Task to carry out: The answer must be a single number: the count of lines in the data below that hold the word "enabled".

Records supplied:
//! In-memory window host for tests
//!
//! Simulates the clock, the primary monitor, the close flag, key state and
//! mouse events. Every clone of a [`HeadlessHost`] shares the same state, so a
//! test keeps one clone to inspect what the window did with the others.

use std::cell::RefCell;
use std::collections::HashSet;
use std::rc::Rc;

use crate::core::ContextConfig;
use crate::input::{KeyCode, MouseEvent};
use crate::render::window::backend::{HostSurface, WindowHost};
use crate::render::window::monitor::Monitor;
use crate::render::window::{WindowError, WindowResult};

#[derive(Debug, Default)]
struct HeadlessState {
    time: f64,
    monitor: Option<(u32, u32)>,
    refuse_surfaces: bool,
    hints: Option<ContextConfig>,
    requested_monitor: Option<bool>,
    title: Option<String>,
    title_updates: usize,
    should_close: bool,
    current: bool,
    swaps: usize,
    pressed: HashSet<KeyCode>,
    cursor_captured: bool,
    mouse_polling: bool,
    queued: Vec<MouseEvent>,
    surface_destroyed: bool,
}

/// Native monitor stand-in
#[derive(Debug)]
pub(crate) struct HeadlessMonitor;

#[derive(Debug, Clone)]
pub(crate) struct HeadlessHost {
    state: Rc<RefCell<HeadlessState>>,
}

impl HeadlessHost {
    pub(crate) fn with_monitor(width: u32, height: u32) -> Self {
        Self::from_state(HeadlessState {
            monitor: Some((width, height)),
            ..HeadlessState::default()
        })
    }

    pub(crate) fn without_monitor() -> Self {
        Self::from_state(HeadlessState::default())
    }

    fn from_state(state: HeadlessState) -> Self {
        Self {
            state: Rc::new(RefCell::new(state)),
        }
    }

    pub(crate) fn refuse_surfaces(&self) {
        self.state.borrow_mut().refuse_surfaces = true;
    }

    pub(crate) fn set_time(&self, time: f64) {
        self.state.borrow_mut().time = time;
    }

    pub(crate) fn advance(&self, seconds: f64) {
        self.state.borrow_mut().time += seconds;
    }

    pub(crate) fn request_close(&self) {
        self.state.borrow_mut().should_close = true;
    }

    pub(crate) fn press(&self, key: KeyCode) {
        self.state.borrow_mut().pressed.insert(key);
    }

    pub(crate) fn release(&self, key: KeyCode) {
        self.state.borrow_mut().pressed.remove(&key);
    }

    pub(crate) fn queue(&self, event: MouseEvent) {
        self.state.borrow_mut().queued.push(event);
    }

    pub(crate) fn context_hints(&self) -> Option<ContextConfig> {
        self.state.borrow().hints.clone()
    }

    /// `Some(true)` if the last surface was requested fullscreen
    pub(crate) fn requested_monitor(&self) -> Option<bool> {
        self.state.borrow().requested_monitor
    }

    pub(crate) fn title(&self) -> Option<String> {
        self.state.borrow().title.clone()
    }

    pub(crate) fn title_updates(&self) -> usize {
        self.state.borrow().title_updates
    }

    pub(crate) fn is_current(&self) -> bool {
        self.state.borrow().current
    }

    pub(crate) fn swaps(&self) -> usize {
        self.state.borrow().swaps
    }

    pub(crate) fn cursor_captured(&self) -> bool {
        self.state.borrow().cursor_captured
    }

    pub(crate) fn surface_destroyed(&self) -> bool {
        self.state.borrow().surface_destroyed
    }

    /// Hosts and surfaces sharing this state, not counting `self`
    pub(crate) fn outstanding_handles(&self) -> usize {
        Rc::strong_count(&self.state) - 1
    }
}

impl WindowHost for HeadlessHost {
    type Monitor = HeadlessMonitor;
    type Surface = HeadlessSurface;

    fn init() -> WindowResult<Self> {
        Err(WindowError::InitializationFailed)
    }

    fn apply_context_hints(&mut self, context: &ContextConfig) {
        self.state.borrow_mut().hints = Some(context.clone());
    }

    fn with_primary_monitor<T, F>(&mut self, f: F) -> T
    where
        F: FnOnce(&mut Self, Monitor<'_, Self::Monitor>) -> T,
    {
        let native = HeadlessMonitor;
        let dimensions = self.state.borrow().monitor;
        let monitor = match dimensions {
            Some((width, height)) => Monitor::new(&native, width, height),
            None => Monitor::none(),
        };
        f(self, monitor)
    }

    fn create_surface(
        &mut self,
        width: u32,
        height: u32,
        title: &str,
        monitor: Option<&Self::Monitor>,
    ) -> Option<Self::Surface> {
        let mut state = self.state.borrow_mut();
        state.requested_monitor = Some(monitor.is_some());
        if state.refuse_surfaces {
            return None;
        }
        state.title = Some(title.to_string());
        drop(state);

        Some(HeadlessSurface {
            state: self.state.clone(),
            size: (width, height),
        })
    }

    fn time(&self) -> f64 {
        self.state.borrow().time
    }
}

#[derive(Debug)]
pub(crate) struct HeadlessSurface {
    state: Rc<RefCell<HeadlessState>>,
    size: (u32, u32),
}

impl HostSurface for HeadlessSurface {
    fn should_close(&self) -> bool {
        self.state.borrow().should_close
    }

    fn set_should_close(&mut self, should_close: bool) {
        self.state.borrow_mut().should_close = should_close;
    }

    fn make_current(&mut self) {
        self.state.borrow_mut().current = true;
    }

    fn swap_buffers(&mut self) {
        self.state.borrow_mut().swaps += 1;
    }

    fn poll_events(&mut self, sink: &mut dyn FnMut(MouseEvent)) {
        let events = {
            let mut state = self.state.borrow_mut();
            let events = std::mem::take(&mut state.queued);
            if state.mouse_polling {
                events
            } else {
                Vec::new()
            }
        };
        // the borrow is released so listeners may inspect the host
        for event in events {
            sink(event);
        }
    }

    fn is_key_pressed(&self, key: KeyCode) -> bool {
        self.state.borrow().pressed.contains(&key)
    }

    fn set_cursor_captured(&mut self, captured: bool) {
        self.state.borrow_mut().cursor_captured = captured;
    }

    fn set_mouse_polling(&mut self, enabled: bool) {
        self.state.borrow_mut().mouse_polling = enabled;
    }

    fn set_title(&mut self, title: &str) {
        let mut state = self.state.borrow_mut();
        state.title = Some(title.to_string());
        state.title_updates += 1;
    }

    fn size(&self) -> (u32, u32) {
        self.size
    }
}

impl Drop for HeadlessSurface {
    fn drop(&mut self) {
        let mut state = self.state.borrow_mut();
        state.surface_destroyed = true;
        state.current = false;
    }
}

Reply: 2